Having a representation of your Architecture Guiding Principles in Ardoq enables you to link individual principles to other assets in your model. For example, you can indicate assets that are impacted by principles, recording in a Field on the reference whether the asset is compliant or not. Failure to comply with a Principle is considered by some organizations to be evidence of Technical Debt: perhaps compliance with the principle was deferred in the rush to deploy a new solution. The debt needs to be acknowledged, recorded and, eventually, remedied via an Initiative. This can be modeled with the creation of a Tech Debt Item that has an Impacts reference to the Requirement component that represents the transgressed Principle.

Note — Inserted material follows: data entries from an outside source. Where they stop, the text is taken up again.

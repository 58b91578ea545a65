// SPDX-License-Identifier: MIT
// Copyright 2026 Roland Dreier <roland@rolandd.dev>

//! File-to-store ingestion through the same steps the CLI runs.

use async_trait::async_trait;
use chrono::{TimeZone, Utc};
use serde_json::json;
use std::io::Write;
use std::sync::atomic::{AtomicUsize, Ordering};
use tralio_api::db::{
    BatchWrite, Document, DocumentStore, Fields, ListQuery, MemoryDb, WriteMode,
};
use tralio_api::error::AppError;
use tralio_api::ingest::{
    coerce::coerce_row, ingest, source, synthetic, Collection, IngestError, IngestOptions,
    SYNTHETIC_SEED,
};

fn options(collection: Collection) -> IngestOptions {
    IngestOptions {
        collection,
        batch_size: 500,
        id_field: None,
        mode: WriteMode::Overwrite,
        dry_run: false,
    }
}

fn write_temp(suffix: &str, contents: &str) -> tempfile::NamedTempFile {
    let mut file = tempfile::Builder::new().suffix(suffix).tempfile().unwrap();
    file.write_all(contents.as_bytes()).unwrap();
    file.flush().unwrap();
    file
}

fn prepare(collection: Collection, rows: Vec<Fields>) -> Vec<Fields> {
    let now = Utc.with_ymd_and_hms(2026, 3, 1, 12, 0, 0).unwrap();
    rows.into_iter()
        .map(|row| coerce_row(collection, row, now))
        .collect()
}

async fn all_docs(store: &dyn DocumentStore, collection: &str) -> Vec<Document> {
    store
        .list(
            collection,
            &ListQuery {
                limit: 1000,
                ..ListQuery::default()
            },
        )
        .await
        .unwrap()
}

#[tokio::test]
async fn test_csv_objects_with_id_field() {
    let file = write_temp(
        ".csv",
        "id,label,confidence,langs,createdBy,ts\n\
         obj-1,apple,0.91,\"es,fr\",u1,\n\
         obj-2,chair,,de,u2,2026-01-01T00:00:00Z\n",
    );

    let rows = prepare(Collection::Objects, source::load_file(file.path()).unwrap());
    let store = MemoryDb::new();
    let opts = IngestOptions {
        id_field: Some("id".to_string()),
        ..options(Collection::Objects)
    };

    let report = ingest(&store, rows, &opts).await.unwrap();
    assert_eq!(report.total, 2);
    assert_eq!(report.written, 2);
    assert_eq!(report.batches, 1);

    let apple = store.get("objects", "obj-1").await.unwrap().unwrap();
    assert_eq!(apple.fields.get("confidence"), Some(&json!(0.91)));
    assert_eq!(apple.fields.get("langs"), Some(&json!(["es", "fr"])));
    assert_eq!(apple.fields.get("ts"), Some(&json!("2026-03-01T12:00:00.000Z")));
    assert!(!apple.fields.contains_key("id"));

    let chair = store.get("objects", "obj-2").await.unwrap().unwrap();
    assert_eq!(chair.fields.get("langs"), Some(&json!(["de"])));
    assert_eq!(chair.fields.get("ts"), Some(&json!("2026-01-01T00:00:00.000Z")));
}

#[tokio::test]
async fn test_json_flags_items_wrapper() {
    let file = write_temp(
        ".json",
        r#"{"items": [
            {"key": "dark_mode", "value": "yes", "type": "BOOL"},
            {"key": "max_words", "value": "25", "type": "num"},
            {"key": "layout", "value": "{\"cols\": 2}", "type": "json"}
        ]}"#,
    );

    let rows = prepare(Collection::Flags, source::load_file(file.path()).unwrap());
    let store = MemoryDb::new();
    let opts = IngestOptions {
        id_field: Some("key".to_string()),
        ..options(Collection::Flags)
    };
    ingest(&store, rows, &opts).await.unwrap();

    for (id, expected) in [
        ("dark_mode", json!(true)),
        ("max_words", json!(25.0)),
        ("layout", json!({"cols": 2})),
    ] {
        let doc = store.get("flags", id).await.unwrap().unwrap();
        assert_eq!(doc.fields.get("value"), Some(&expected), "{id}");
        assert!(!doc.fields.contains_key("key"));
    }
}

#[tokio::test]
async fn test_dry_run_writes_nothing() {
    let rows = prepare(
        Collection::Users,
        synthetic::generate(Collection::Users, 12, SYNTHETIC_SEED, Utc::now()),
    );
    let store = MemoryDb::new();
    let opts = IngestOptions {
        dry_run: true,
        ..options(Collection::Users)
    };

    let report = ingest(&store, rows, &opts).await.unwrap();
    assert_eq!(report.total, 12);
    assert_eq!(report.written, 0);
    assert!(store.is_empty("users"));
}

#[tokio::test]
async fn test_batches_split_by_size() {
    let rows = prepare(
        Collection::History,
        synthetic::generate(Collection::History, 7, SYNTHETIC_SEED, Utc::now()),
    );
    let store = MemoryDb::new();
    let opts = IngestOptions {
        batch_size: 3,
        ..options(Collection::History)
    };

    let report = ingest(&store, rows, &opts).await.unwrap();
    assert_eq!(report.batches, 3);
    assert_eq!(store.len("history"), 7);
    assert_eq!(all_docs(&store, "history").await.len(), 7);
}

#[tokio::test]
async fn test_merge_mode_keeps_existing_fields() {
    let store = MemoryDb::new();
    let first = prepare(
        Collection::Users,
        vec![json!({"uid": "u1", "email": "a@example.com", "displayName": "A"})
            .as_object()
            .cloned()
            .unwrap()],
    );
    let opts = IngestOptions {
        id_field: Some("uid".to_string()),
        ..options(Collection::Users)
    };
    ingest(&store, first, &opts).await.unwrap();

    let second = vec![json!({"uid": "u1", "displayName": "Renamed"})
        .as_object()
        .cloned()
        .unwrap()];
    let merge = IngestOptions {
        mode: WriteMode::Merge,
        ..opts
    };
    ingest(&store, second, &merge).await.unwrap();

    let doc = store.get("users", "u1").await.unwrap().unwrap();
    assert_eq!(doc.fields.get("displayName"), Some(&json!("Renamed")));
    assert_eq!(doc.fields.get("email"), Some(&json!("a@example.com")));
}

#[tokio::test]
async fn test_invalid_batch_size_rejected() {
    let store = MemoryDb::new();
    for batch_size in [0, 501] {
        let opts = IngestOptions {
            batch_size,
            ..options(Collection::Users)
        };
        let err = ingest(&store, Vec::new(), &opts).await.unwrap_err();
        assert!(matches!(err, IngestError::BatchSize(n) if n == batch_size));
    }
}

/// Store that commits a fixed number of batches, then fails.
struct FlakyStore {
    inner: MemoryDb,
    batches_before_failure: usize,
    commits: AtomicUsize,
}

#[async_trait]
impl DocumentStore for FlakyStore {
    async fn list(&self, collection: &str, query: &ListQuery) -> Result<Vec<Document>, AppError> {
        self.inner.list(collection, query).await
    }

    async fn create(&self, collection: &str, fields: Fields) -> Result<Document, AppError> {
        self.inner.create(collection, fields).await
    }

    async fn get(&self, collection: &str, id: &str) -> Result<Option<Document>, AppError> {
        self.inner.get(collection, id).await
    }

    async fn merge(
        &self,
        collection: &str,
        id: &str,
        patch: Fields,
    ) -> Result<Option<Document>, AppError> {
        self.inner.merge(collection, id, patch).await
    }

    async fn delete(&self, collection: &str, id: &str) -> Result<(), AppError> {
        self.inner.delete(collection, id).await
    }

    async fn write_batch(
        &self,
        collection: &str,
        writes: Vec<BatchWrite>,
        mode: WriteMode,
    ) -> Result<(), AppError> {
        if self.commits.fetch_add(1, Ordering::SeqCst) >= self.batches_before_failure {
            return Err(AppError::Database("deadline exceeded".to_string()));
        }
        self.inner.write_batch(collection, writes, mode).await
    }
}

#[tokio::test]
async fn test_failed_batch_reports_committed_count() {
    let rows = prepare(
        Collection::Objects,
        synthetic::generate(Collection::Objects, 10, SYNTHETIC_SEED, Utc::now()),
    );
    let store = FlakyStore {
        inner: MemoryDb::new(),
        batches_before_failure: 2,
        commits: AtomicUsize::new(0),
    };
    let opts = IngestOptions {
        batch_size: 4,
        ..options(Collection::Objects)
    };

    let err = ingest(&store, rows, &opts).await.unwrap_err();
    assert_eq!(err.committed(), 8);
    assert!(matches!(err, IngestError::Commit { .. }));
    assert_eq!(store.inner.len("objects"), 8);
}

#[test]
fn test_unsupported_extension() {
    let file = write_temp(".xml", "<rows/>");
    let err = source::load_file(file.path()).unwrap_err();
    assert!(matches!(err, IngestError::UnsupportedFormat(_)));
}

The example below shows an application, Guidewire BillingCenter, that is impacted by a Tech Debt Item that fails to comply with the Business Continuity Business Principle.

Standards and Frameworks

Another common way to classify technical debt is to use a quality model, such as ISO 25010, the product quality model from the Systems and software Quality Requirements and Evaluation series of standards (SQuaRE). Like the Policies and Principles shown above, this is easy to model in Ardoq using the same approach:

Note that you need to license ISO 25010 to use the model in your organization.

Classifying technical debt according to a quality model is among the recommendations in the Gartner article “How to Prioritize and Sell Technical Debt Remediation”.

A widely used international standard is the NIST Cybersecurity Framework:

In the Application Risk Management Use Case, we show how you can track your implementation of a framework, such as the NIST Cybersecurity Framework, and demonstrate its successful adoption. Each Framework Requirement that you intend to implement will have an Is Realized By reference to one or more Control component that represents the control or controls you plan to implement to satisfy the Requirement. The Control components will, in turn, have Deploys To references to the Applications against which they have been deployed, each with a Live Start Date to record when the Control became, or is planned to become, operational with that Application. There may also be an Initiative component linked to the Control, representing the effort to implement the Control in the organization. With this model, you can track and visualize your progress towards implementing a Standard or Framework, and record which assets in your estate comply (or will comply) with the Standard’s requirements.

Summary

This article has shown you how to represent Policies, Frameworks, Standards and Principles in Ardoq. Both internal and external documents can be represented in this way. Modeling them in Ardoq and connecting them to other architectural assets enables you to visualize and report on their impact on your organization, record your organization’s compliance with their requirements, identify any gaps and track your progress when implementing them.